**BRIEF:** Lines containing the word "returning" are to be copied from the data below.
-- LISTED ENTRIES follows --
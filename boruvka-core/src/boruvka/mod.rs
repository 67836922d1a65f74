//! Borůvka minimum spanning tree (MST) construction.
//!
//! Each round freezes the component representatives, selects the cheapest
//! crossing edge of every component against that snapshot, and then applies
//! the deduplicated candidates to the disjoint-set one at a time in
//! edge-list order. A candidate is only accepted if its endpoints still lie
//! in different components when its turn comes.
//!
//! The loop stops once a single component remains or a round adds nothing.
//! Disconnected inputs therefore yield a minimum spanning forest, reported
//! through [`MinimumSpanningForest::component_count`].

mod observer;
mod selection;

use tracing::{debug, info, instrument, trace, warn};

use crate::{
    error::{GraphError, Result},
    graph::{Edge, Graph},
    union_find::DisjointSet,
};

pub use self::observer::{RoundObserver, RoundReport};

use self::selection::{cheapest_edges, unique_candidates};

/// The output of a Borůvka run.
///
/// When the input graph is connected, the forest is a minimum spanning tree.
#[derive(Clone, Debug, PartialEq)]
pub struct MinimumSpanningForest {
    edges: Vec<Edge>,
    total_weight: f64,
    component_count: usize,
    rounds: usize,
}

impl MinimumSpanningForest {
    /// Returns the selected edges in the order they were added.
    #[must_use]
    #[rustfmt::skip]
    pub fn edges(&self) -> &[Edge] { &self.edges }

    /// Returns the sum of the selected edge weights.
    #[must_use]
    #[rustfmt::skip]
    pub fn total_weight(&self) -> f64 { self.total_weight }

    /// Returns the number of connected components in the resulting forest.
    #[must_use]
    #[rustfmt::skip]
    pub fn component_count(&self) -> usize { self.component_count }

    /// Returns the number of rounds that added at least one edge.
    #[must_use]
    #[rustfmt::skip]
    pub fn rounds(&self) -> usize { self.rounds }

    /// Returns `true` when the forest spans a single connected component.
    #[must_use]
    pub fn is_tree(&self) -> bool {
        self.component_count == 1
    }

    /// Consumes the forest, returning `(edges, total_weight)`.
    #[must_use]
    pub fn into_parts(self) -> (Vec<Edge>, f64) {
        (self.edges, self.total_weight)
    }
}

/// Computes a minimum spanning forest with Borůvka's algorithm.
///
/// Equal-weight candidates are resolved in favour of the edge that appears
/// first in [`Graph::edges`], so repeated runs over the same graph produce
/// identical output.
///
/// # Examples
/// ```
/// use boruvka_core::{Graph, compute_mst};
///
/// let graph = Graph::from_edges(3, [(0, 1, 1.0), (1, 2, 2.0), (0, 2, 3.0)])?;
/// let forest = compute_mst(&graph);
/// assert!(forest.is_tree());
/// assert_eq!(forest.total_weight(), 3.0);
/// assert_eq!(forest.edges().len(), 2);
/// # Ok::<(), boruvka_core::GraphError>(())
/// ```
#[must_use]
pub fn compute_mst(graph: &Graph) -> MinimumSpanningForest {
    compute_mst_with_observer(graph, &mut |_: &RoundReport<'_>| {})
}

/// Computes a minimum spanning forest, reporting progress after each round.
///
/// `observer` receives one [`RoundReport`] per round that added edges. Rounds
/// that find no crossing edge end the run without a report.
///
/// # Examples
/// ```
/// use boruvka_core::{Graph, RoundReport, compute_mst_with_observer};
///
/// let graph = Graph::from_edges(4, [(0, 1, 1.0), (2, 3, 1.0), (1, 2, 5.0)])?;
/// let mut added_per_round = Vec::new();
/// let forest = compute_mst_with_observer(&graph, &mut |report: &RoundReport<'_>| {
///     added_per_round.push(report.added().len());
/// });
/// assert_eq!(added_per_round, vec![2, 1]);
/// assert_eq!(forest.rounds(), 2);
/// # Ok::<(), boruvka_core::GraphError>(())
/// ```
pub fn compute_mst_with_observer<O>(graph: &Graph, observer: &mut O) -> MinimumSpanningForest
where
    O: RoundObserver + ?Sized,
{
    run(graph, DisjointSet::new(graph.vertex_count()), observer)
}

/// Computes a minimum spanning forest starting from a caller-supplied
/// partition.
///
/// Vertices that already share a component in `components` are treated as
/// joined: no edge is selected between them, and the returned forest holds
/// only the edges added on top of that partition. A fresh
/// [`DisjointSet::new`] gives the same result as [`compute_mst_with_observer`].
///
/// # Errors
/// Returns [`GraphError::ComponentsMismatch`] when `components` does not
/// track exactly `graph.vertex_count()` vertices.
///
/// # Examples
/// ```
/// use boruvka_core::{DisjointSet, Graph, RoundReport, compute_mst_with_components};
///
/// let graph = Graph::from_edges(3, [(0, 1, 1.0), (1, 2, 2.0), (0, 2, 3.0)])?;
/// let mut components = DisjointSet::new(3);
/// components.union(0, 1);
/// let forest = compute_mst_with_components(&graph, components, &mut |_: &RoundReport<'_>| {})?;
/// assert_eq!(forest.edges().len(), 1);
/// assert_eq!(forest.total_weight(), 2.0);
/// assert!(forest.is_tree());
/// # Ok::<(), boruvka_core::GraphError>(())
/// ```
pub fn compute_mst_with_components<O>(
    graph: &Graph,
    components: DisjointSet,
    observer: &mut O,
) -> Result<MinimumSpanningForest>
where
    O: RoundObserver + ?Sized,
{
    if components.len() != graph.vertex_count() {
        return Err(GraphError::ComponentsMismatch {
            len: components.len(),
            vertex_count: graph.vertex_count(),
        });
    }
    Ok(run(graph, components, observer))
}

#[instrument(
    name = "boruvka.compute_mst",
    skip_all,
    fields(vertices = graph.vertex_count(), edges = graph.edge_count()),
)]
fn run<O>(graph: &Graph, components: DisjointSet, observer: &mut O) -> MinimumSpanningForest
where
    O: RoundObserver + ?Sized,
{
    let mut engine = Engine::new(graph, components);

    while engine.components.component_count() > 1 && !graph.edges().is_empty() {
        let added_from = engine.edges.len();
        let added = engine.run_round();
        if added == 0 {
            trace!(round = engine.rounds + 1, "no crossing edges remain");
            break;
        }
        engine.rounds += 1;

        debug!(
            round = engine.rounds,
            added,
            components = engine.components.component_count(),
            weight = engine.total_weight,
            "round complete"
        );
        observer.on_round(&RoundReport::new(
            engine.rounds,
            &engine.edges[added_from..],
            &engine.edges,
            engine.total_weight,
            engine.components.component_count(),
        ));
    }

    let forest = engine.finish();
    if forest.component_count > 1 {
        warn!(
            components = forest.component_count,
            "graph is disconnected; returning a spanning forest"
        );
    }
    info!(
        edges = forest.edges.len(),
        weight = forest.total_weight,
        rounds = forest.rounds,
        "minimum spanning forest computed"
    );
    forest
}

/// Per-run state: the borrowed graph, the component partition and the
/// accumulated forest.
struct Engine<'g> {
    graph: &'g Graph,
    components: DisjointSet,
    edges: Vec<Edge>,
    total_weight: f64,
    rounds: usize,
}

impl<'g> Engine<'g> {
    fn new(graph: &'g Graph, components: DisjointSet) -> Self {
        Self {
            graph,
            edges: Vec::with_capacity(components.component_count().saturating_sub(1)),
            components,
            total_weight: 0.0,
            rounds: 0,
        }
    }

    /// Runs one selection + union round and returns the number of edges added.
    fn run_round(&mut self) -> usize {
        let roots = self.components.snapshot();
        let candidates = unique_candidates(cheapest_edges(self.graph.edges(), &roots));

        let mut added = 0;
        for edge in candidates {
            let (source, target) = edge.endpoints();
            if !self.components.union(source, target) {
                trace!(
                    index = edge.index(),
                    source, target, "candidate joined earlier this round; skipped"
                );
                continue;
            }
            self.edges.push(edge);
            self.total_weight += edge.weight();
            added += 1;
        }
        added
    }

    fn finish(self) -> MinimumSpanningForest {
        MinimumSpanningForest {
            edges: self.edges,
            total_weight: self.total_weight,
            component_count: self.components.component_count(),
            rounds: self.rounds,
        }
    }
}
-- LISTED ENTRIES concluded --
**TASK ANSWER:**
    /// Consumes the forest, returning `(edges, total_weight)`.
            "graph is disconnected; returning a spanning forest"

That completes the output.